Pero piense el Gobierno que si España se le va de entre las manos, no podrá escudarse tras de una excusable negligencia. Cuando la negligencia llega a ciertos límites y compromete ciertas cosas sagradas, ya se llama traición.

José Antonio Primo de Rivera.
(F.E., núm. 15, 19 de julio de 1934)

martes, 18 de enero de 2011

SOBRE LA REDUCCIÓN AUTONÓMICA.

Que parece que es una idea que comienza a abrirse paso entre tantas neuronas obtusas como pululan en el limbo de la papanatocracia reinante.
Ya no es sólo el señor Aznar quien lo dice, o el PP quien lo esboza. Hasta el catalanista señor Durán y Lleida parece inclinarse por un régimen de adelgazamiento, acaso porque ve venir la miseria futura incluso para ellos, los señores feudales de aldea, masía, caserío, cortijo o pazo.
A este propósito hace un jugoso comentario -como todos los suyos- mi amigo Apañó en su La España que hace daño, cuya lectura recomiendo.
Por mi parte, sabido es que el ideal a conseguir no es el de multiplicar las trabas administrativas por diecisiete gobiernillos, sino lograr la descentralización de trámites -cosa hoy en día sumamente sencilla con los procedimientos telemáticos- sin multiplicar ni el gasto ni la descuartización nacional.
Quiero decir con esto que por mi parte mandaría todo el tinglado autonómico a freír espárragos, sin mayor consideración a idioteces paleolíticas y tergiversaciones cazurras, porque toda nación que aspire a contar en el mundo necesita un Estado fuerte, respetado y respetable. "Sólo es de veras libre quien forma parte de una nación fuerte y libre", se lee en el 7º punto de la Norma Programática de la Falange.
Esto -lo explicaré por si algún despistado cae por aquí desde el limbo de la partitocracia liberticida- no significa centralismo; no significa uniformización, no significa sojuzgamiento ni imposición de uno sobre otros.
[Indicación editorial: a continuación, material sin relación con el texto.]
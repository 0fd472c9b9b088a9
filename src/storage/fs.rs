//! Filesystem sink.

use std::path::{Component, Path, PathBuf};

use crate::error::{NoScriptError, Result};
use crate::storage::Storage;

/// Sink that writes sanitized documents into an output directory.
///
/// `key` must be a relative path below the directory; keys with `..`, a root
/// or a drive prefix are rejected so an input name can never place output
/// elsewhere. Intermediate directories are created. Each document is first
/// written to `<target>.partial` and then renamed over the target, so a failed
/// write never leaves a truncated page behind.
///
/// # Example
///
/// ```rust,no_run
/// use noscript_html::FsStorage;
///
/// let storage = FsStorage::new("/var/www/clean");
/// ```
pub struct FsStorage {
    out_dir: PathBuf,
}

impl FsStorage {
    /// Create a sink writing below `out_dir`.
    pub fn new(out_dir: impl Into<PathBuf>) -> Self {
        Self {
            out_dir: out_dir.into(),
        }
    }

    /// Where `key` would be written, or `None` if it escapes the directory.
    fn target(&self, key: &str) -> Option<PathBuf> {
        let key = Path::new(key);
        let mut components = key.components().peekable();
        components.peek()?;
        if components.all(|c| matches!(c, Component::Normal(_))) {
            Some(self.out_dir.join(key))
        } else {
            None
        }
    }
}

impl Storage for FsStorage {
    async fn put(&self, key: &str, content: &[u8]) -> Result<()> {
        let path = self.target(key).ok_or_else(|| {
            NoScriptError::Output(
                format!("key {key:?} is not a path inside {}", self.out_dir.display()).into(),
            )
        })?;
        let output = |e: std::io::Error| NoScriptError::Output(Box::new(e));

        if let Some(parent) = path.parent() {
            tokio::fs::create_dir_all(parent).await.map_err(output)?;
        }

        let mut staging = path.clone().into_os_string();
        staging.push(".partial");
        let staging = PathBuf::from(staging);

        tokio::fs::write(&staging, content).await.map_err(output)?;
        if let Err(e) = tokio::fs::rename(&staging, &path).await {
            let _ = tokio::fs::remove_file(&staging).await;
            return Err(output(e));
        }

        tracing::debug!("Wrote {} bytes to {}", content.len(), path.display());
        Ok(())
    }
}

#[cfg(test)]
mod tests {
    use super::*;
    use tempfile::TempDir;

    #[tokio::test]
    async fn writes_into_base_dir() {
        let tmp = TempDir::new().unwrap();
        let storage = FsStorage::new(tmp.path());
        storage.put("page.html", b"<p>x</p>").await.unwrap();
        let read = tokio::fs::read_to_string(tmp.path().join("page.html"))
            .await
            .unwrap();
        assert_eq!(read, "<p>x</p>");
    }

    #[tokio::test]
    async fn creates_missing_directories() {
        let tmp = TempDir::new().unwrap();
        let storage = FsStorage::new(tmp.path().join("a/b"));
        storage.put("c/page.html", b"x").await.unwrap();
        assert!(tmp.path().join("a/b/c/page.html").exists());
    }

    #[tokio::test]
    async fn unwritable_target_is_an_output_error() {
        let tmp = TempDir::new().unwrap();
        let blocker = tmp.path().join("file");
        tokio::fs::write(&blocker, b"").await.unwrap();
        // A regular file cannot act as a directory.
        let storage = FsStorage::new(&blocker);
        let err = storage.put("page.html", b"x").await.unwrap_err();
        assert!(matches!(err, NoScriptError::Output(_)));
    }

    #[tokio::test]
    async fn keys_outside_the_directory_are_rejected() {
        let tmp = TempDir::new().unwrap();
        let storage = FsStorage::new(tmp.path().join("out"));
        for key in ["../escape.html", "a/../../escape.html", "/etc/escape.html", ""] {
            let err = storage.put(key, b"x").await.unwrap_err();
            assert!(matches!(err, NoScriptError::Output(_)), "{key}");
        }
        assert!(!tmp.path().join("escape.html").exists());
    }

    #[tokio::test]
    async fn rewrite_replaces_the_whole_file() {
        let tmp = TempDir::new().unwrap();
        let storage = FsStorage::new(tmp.path());
        storage.put("page.html", b"<p>a much longer first version</p>").await.unwrap();
        storage.put("page.html", b"<p>b</p>").await.unwrap();

        let read = tokio::fs::read_to_string(tmp.path().join("page.html")).await.unwrap();
        assert_eq!(read, "<p>b</p>");
        assert!(!tmp.path().join("page.html.partial").exists());
    }
}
Significa armonización entre los iguales, colaboración, respeto, ayuda mutua; significa, en definitiva, igualdad ante la Ley, y una Ley justa para todos, sin discriminaciones -ni positivas ni negativas-, y con una fraternidad que no acabe en la guillotina. Hablando más claro: significa mandar al desván de la Historia el Estado centralista de orígen francés y borbónico, motivo de todos los agravios tricentenarios que abanderan cuatro sinvergüenzas y unos cientos de miles de ceporros incultos.
Pero -mientras no sea posible lo que hacen todos los pueblos cuando un traje constitucional se les ha roto, se les ha quedado pequeño, o grande, o viejo y raído; esto es, cambiarlo por los medios adecuados a la situación- formularé mi propuesta sobre la reducción autonómica.
Propuesta que en nada se parecerá a la que le gustaría al señor Durán y Lleida, que acaso en el repudio popular -cerca de un 50% ya- ve ocasión de pescar en río revuelto, y -puestos a reducir los diecisiete chiringuitos a menos- hacerse con Valencia y Baleares de derecho, aunque ya lo sea de hecho en sectores valencianos y en las Islas. Y aunque de momento no tengo noticia de que los imperialistas baskos -que no vascos- se hayan apuntado a este bombardeo, seguramente no le harían ascos a cumplir sus viejos sueños de apoderarse de Navarra, Rioja y Cantabria.
Sin embargo, mi propuesta va más allá y -obligado en un enamorado de la Historia- se concentraría en dos autonomías: Castilla y Aragón.
Cada una de ellas, con un Consejo formado por diez o doce personas, elegidas por sufragio directo y listas abiertas para seis años, a efectos de contrapesar las elecciones generales cuatrienales y cerradas. Y con las competencias puramente administrativas de aplicar las leyes del Estado español, supervisar la administración local y proponer a las Cortes Generales lo que considerasen conveniente.
Todo ello, obviamente, con vistas a la inminente unificación en un futuro inmediato y, más que nada, por ver la jeta que se les quedaba a los catalanistas, a los batúos y a los gilipollas.